* **WHAT IS EXPECTED**: What is needed is an exact copy of all the lines below.

==== PROVIDED ENTRIES ====

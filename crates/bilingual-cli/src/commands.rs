//! Subcommand implementations writing to any output stream

use std::io::Write;
use std::path::Path;

use anyhow::Context as _;
use bilingual_conf::SiteSettings;
use bilingual_content::ContentStore;
use colored::Colorize;

use crate::ThemeFormat;

pub(crate) fn resolve(
	settings: &SiteSettings,
	path: &str,
	out: &mut impl Write,
) -> anyhow::Result<()> {
	let locales = settings.locale_table()?;
	writeln!(out, "{}", locales.resolve_locale(path))?;
	Ok(())
}

pub(crate) fn translate(
	settings: &SiteSettings,
	locale: &str,
	key: &str,
	out: &mut impl Write,
) -> anyhow::Result<()> {
	let strings = settings.string_table()?;
	let translation = strings.translator(locale).translate(key)?;
	writeln!(out, "{translation}")?;
	Ok(())
}

pub(crate) fn check_i18n(settings: &SiteSettings, out: &mut impl Write) -> anyhow::Result<()> {
	let locales = settings.locale_table()?;
	let strings = settings.string_table().context("string table failed validation")?;
	let total = strings.default_catalog().map_or(0, |c| c.len());

	for locale in locales.iter() {
		let missing = strings.coverage(&locale.code);
		let covered = total - missing.len();
		let status = if missing.is_empty() {
			"ok".green()
		} else {
			"partial".yellow()
		};
		writeln!(
			out,
			"{} {} ({}, {}): {covered}/{total} keys",
			status,
			locale.code.bold(),
			locale.name,
			locale.direction.as_str()
		)?;
		for key in missing {
			writeln!(out, "    missing {key}")?;
		}
	}
	Ok(())
}

pub(crate) fn check_content(
	settings: &SiteSettings,
	dir: &Path,
	out: &mut impl Write,
) -> anyhow::Result<()> {
	let collections = settings.content_collections()?;
	let store = ContentStore::load(dir, &collections)
		.with_context(|| format!("content under {} failed validation", dir.display()))?;

	for (name, entries) in store.iter() {
		writeln!(out, "{} {}: {} entries", "ok".green(), name.bold(), entries.len())?;
		for entry in entries {
			writeln!(out, "    {} ({})", entry.slug, entry.data.title)?;
		}
	}
	writeln!(out, "{} entries in {} collections", store.len(), collections.len())?;
	Ok(())
}

pub(crate) fn theme(
	settings: &SiteSettings,
	format: ThemeFormat,
	out: &mut impl Write,
) -> anyhow::Result<()> {
	let theme = settings.theme()?;
	match format {
		ThemeFormat::Css => write!(out, "{}", theme.to_css_variables())?,
		ThemeFormat::Json => writeln!(out, "{}", theme.to_json_string()?)?,
	}
	Ok(())
}

pub(crate) fn sources(
	settings: &SiteSettings,
	root: &Path,
	out: &mut impl Write,
) -> anyhow::Result<()> {
	let sources = settings.content_sources()?;
	for path in sources.scan(root)? {
		writeln!(out, "{}", path.display())?;
	}
	Ok(())
}

#[cfg(test)]
mod tests {
	use super::*;
	use bilingual_i18n::MissingKeyPolicy;
	use rstest::rstest;
	use std::fs;
	use tempfile::TempDir;

	fn output(run: impl FnOnce(&mut Vec<u8>) -> anyhow::Result<()>) -> String {
		let mut buffer = Vec::new();
		run(&mut buffer).unwrap();
		String::from_utf8(buffer).unwrap()
	}

	#[rstest]
	#[case("/he/about", "he\n")]
	#[case("/about", "en\n")]
	#[case("/fr/", "en\n")]
	fn test_resolve(#[case] path: &str, #[case] expected: &str) {
		let settings = SiteSettings::default();
		assert_eq!(output(|out| resolve(&settings, path, out)), expected);
	}

	#[rstest]
	#[case("he", "nav.contact", "צור קשר\n")]
	#[case("en", "lang.switch", "עברית\n")]
	#[case("he", "nav.blog", "nav.blog\n")]
	fn test_translate(#[case] locale: &str, #[case] key: &str, #[case] expected: &str) {
		let settings = SiteSettings::default();
		assert_eq!(output(|out| translate(&settings, locale, key, out)), expected);
	}

	#[rstest]
	fn test_translate_strict_missing_fails() {
		let settings = SiteSettings::default().with_missing_translation(MissingKeyPolicy::Strict);
		let mut buffer = Vec::new();

		let result = translate(&settings, "he", "nav.blog", &mut buffer);

		let message = format!("{:#}", result.unwrap_err());
		assert!(message.contains("nav.blog"), "{message}");
		assert!(buffer.is_empty());
	}

	#[rstest]
	fn test_check_i18n_reports_full_coverage() {
		let report = output(|out| check_i18n(&SiteSettings::default(), out));
		assert!(report.contains("5/5 keys"), "{report}");
		assert!(!report.contains("missing"), "{report}");
	}

	#[rstest]
	fn test_check_content_summary_and_failure() {
		// Arrange
		let dir = TempDir::new().unwrap();
		fs::create_dir_all(dir.path().join("en")).unwrap();
		fs::write(dir.path().join("en/index.md"), "---\ntitle: Home\n---\n").unwrap();
		let settings = SiteSettings::default();

		// Act
		let report = output(|out| check_content(&settings, dir.path(), out));

		// Assert
		assert!(report.contains("index (Home)"), "{report}");
		assert!(report.ends_with("1 entries in 2 collections\n"), "{report}");

		fs::write(dir.path().join("en/bad.md"), "---\nsubtitle: x\n---\n").unwrap();
		let error = check_content(&settings, dir.path(), &mut Vec::new()).unwrap_err();
		let message = format!("{error:#}");
		assert!(message.contains("bad.md"), "{message}");
		assert!(message.contains("title: Required"), "{message}");
	}

	#[rstest]
	fn test_theme_formats() {
		let settings = SiteSettings::default();

		let css = output(|out| theme(&settings, ThemeFormat::Css, out));
		let json = output(|out| theme(&settings, ThemeFormat::Json, out));

		assert!(css.contains("--color-brand-bg: #f8f5f1;"), "{css}");
		assert!(json.contains("\"fontFamily\""), "{json}");
	}

	#[rstest]
	fn test_sources_lists_matching_files() {
		let dir = TempDir::new().unwrap();
		fs::create_dir_all(dir.path().join("src/pages")).unwrap();
		fs::write(dir.path().join("src/pages/index.astro"), "").unwrap();
		fs::write(dir.path().join("src/data.json"), "{}").unwrap();

		let listed = output(|out| sources(&SiteSettings::default(), dir.path(), out));

		assert_eq!(listed.trim(), Path::new("src/pages/index.astro").display().to_string());
	}
}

====

* **ANSWER TO THIS PROBLEM**:
filename crates/bilingual-cli/src/commands.rs
//! Subcommand implementations writing to any output stream

use std::io::Write;
use std::path::Path;

use anyhow::Context as _;
use bilingual_conf::SiteSettings;
use bilingual_content::ContentStore;
use colored::Colorize;

use crate::ThemeFormat;

pub(crate) fn resolve(
	settings: &SiteSettings,
	path: &str,
	out: &mut impl Write,
) -> anyhow::Result<()> {
	let locales = settings.locale_table()?;
	writeln!(out, "{}", locales.resolve_locale(path))?;
	Ok(())
}

pub(crate) fn translate(
	settings: &SiteSettings,
	locale: &str,
	key: &str,
	out: &mut impl Write,
) -> anyhow::Result<()> {
	let strings = settings.string_table()?;
	let translation = strings.translator(locale).translate(key)?;
	writeln!(out, "{translation}")?;
	Ok(())
}

pub(crate) fn check_i18n(settings: &SiteSettings, out: &mut impl Write) -> anyhow::Result<()> {
	let locales = settings.locale_table()?;
	let strings = settings.string_table().context("string table failed validation")?;
	let total = strings.default_catalog().map_or(0, |c| c.len());

	for locale in locales.iter() {
		let missing = strings.coverage(&locale.code);
		let covered = total - missing.len();
		let status = if missing.is_empty() {
			"ok".green()
		} else {
			"partial".yellow()
		};
		writeln!(
			out,
			"{} {} ({}, {}): {covered}/{total} keys",
			status,
			locale.code.bold(),
			locale.name,
			locale.direction.as_str()
		)?;
		for key in missing {
			writeln!(out, "    missing {key}")?;
		}
	}
	Ok(())
}

pub(crate) fn check_content(
	settings: &SiteSettings,
	dir: &Path,
	out: &mut impl Write,
) -> anyhow::Result<()> {
	let collections = settings.content_collections()?;
	let store = ContentStore::load(dir, &collections)
		.with_context(|| format!("content under {} failed validation", dir.display()))?;

	for (name, entries) in store.iter() {
		writeln!(out, "{} {}: {} entries", "ok".green(), name.bold(), entries.len())?;
		for entry in entries {
			writeln!(out, "    {} ({})", entry.slug, entry.data.title)?;
		}
	}
	writeln!(out, "{} entries in {} collections", store.len(), collections.len())?;
	Ok(())
}

pub(crate) fn theme(
	settings: &SiteSettings,
	format: ThemeFormat,
	out: &mut impl Write,
) -> anyhow::Result<()> {
	let theme = settings.theme()?;
	match format {
		ThemeFormat::Css => write!(out, "{}", theme.to_css_variables())?,
		ThemeFormat::Json => writeln!(out, "{}", theme.to_json_string()?)?,
	}
	Ok(())
}

pub(crate) fn sources(
	settings: &SiteSettings,
	root: &Path,
	out: &mut impl Write,
) -> anyhow::Result<()> {
	let sources = settings.content_sources()?;
	for path in sources.scan(root)? {
		writeln!(out, "{}", path.display())?;
	}
	Ok(())
}

#[cfg(test)]
mod tests {
	use super::*;
	use bilingual_i18n::MissingKeyPolicy;
	use rstest::rstest;
	use std::fs;
	use tempfile::TempDir;

	fn output(run: impl FnOnce(&mut Vec<u8>) -> anyhow::Result<()>) -> String {
		let mut buffer = Vec::new();
		run(&mut buffer).unwrap();
		String::from_utf8(buffer).unwrap()
	}

	#[rstest]
	#[case("/he/about", "he\n")]
	#[case("/about", "en\n")]
	#[case("/fr/", "en\n")]
	fn test_resolve(#[case] path: &str, #[case] expected: &str) {
		let settings = SiteSettings::default();
		assert_eq!(output(|out| resolve(&settings, path, out)), expected);
	}

	#[rstest]
	#[case("he", "nav.contact", "צור קשר\n")]
	#[case("en", "lang.switch", "עברית\n")]
	#[case("he", "nav.blog", "nav.blog\n")]
	fn test_translate(#[case] locale: &str, #[case] key: &str, #[case] expected: &str) {
		let settings = SiteSettings::default();
		assert_eq!(output(|out| translate(&settings, locale, key, out)), expected);
	}

	#[rstest]
	fn test_translate_strict_missing_fails() {
		let settings = SiteSettings::default().with_missing_translation(MissingKeyPolicy::Strict);
		let mut buffer = Vec::new();

		let result = translate(&settings, "he", "nav.blog", &mut buffer);

		let message = format!("{:#}", result.unwrap_err());
		assert!(message.contains("nav.blog"), "{message}");
		assert!(buffer.is_empty());
	}

	#[rstest]
	fn test_check_i18n_reports_full_coverage() {
		let report = output(|out| check_i18n(&SiteSettings::default(), out));
		assert!(report.contains("5/5 keys"), "{report}");
		assert!(!report.contains("missing"), "{report}");
	}

	#[rstest]
	fn test_check_content_summary_and_failure() {
		// Arrange
		let dir = TempDir::new().unwrap();
		fs::create_dir_all(dir.path().join("en")).unwrap();
		fs::write(dir.path().join("en/index.md"), "---\ntitle: Home\n---\n").unwrap();
		let settings = SiteSettings::default();

		// Act
		let report = output(|out| check_content(&settings, dir.path(), out));

		// Assert
		assert!(report.contains("index (Home)"), "{report}");
		assert!(report.ends_with("1 entries in 2 collections\n"), "{report}");

		fs::write(dir.path().join("en/bad.md"), "---\nsubtitle: x\n---\n").unwrap();
		let error = check_content(&settings, dir.path(), &mut Vec::new()).unwrap_err();
		let message = format!("{error:#}");
		assert!(message.contains("bad.md"), "{message}");
		assert!(message.contains("title: Required"), "{message}");
	}

	#[rstest]
	fn test_theme_formats() {
		let settings = SiteSettings::default();

		let css = output(|out| theme(&settings, ThemeFormat::Css, out));
		let json = output(|out| theme(&settings, ThemeFormat::Json, out));

		assert!(css.contains("--color-brand-bg: #f8f5f1;"), "{css}");
		assert!(json.contains("\"fontFamily\""), "{json}");
	}

	#[rstest]
	fn test_sources_lists_matching_files() {
		let dir = TempDir::new().unwrap();
		fs::create_dir_all(dir.path().join("src/pages")).unwrap();
		fs::write(dir.path().join("src/pages/index.astro"), "").unwrap();
		fs::write(dir.path().join("src/data.json"), "{}").unwrap();

		let listed = output(|out| sources(&SiteSettings::default(), dir.path(), out));

		assert_eq!(listed.trim(), Path::new("src/pages/index.astro").display().to_string());
	}
}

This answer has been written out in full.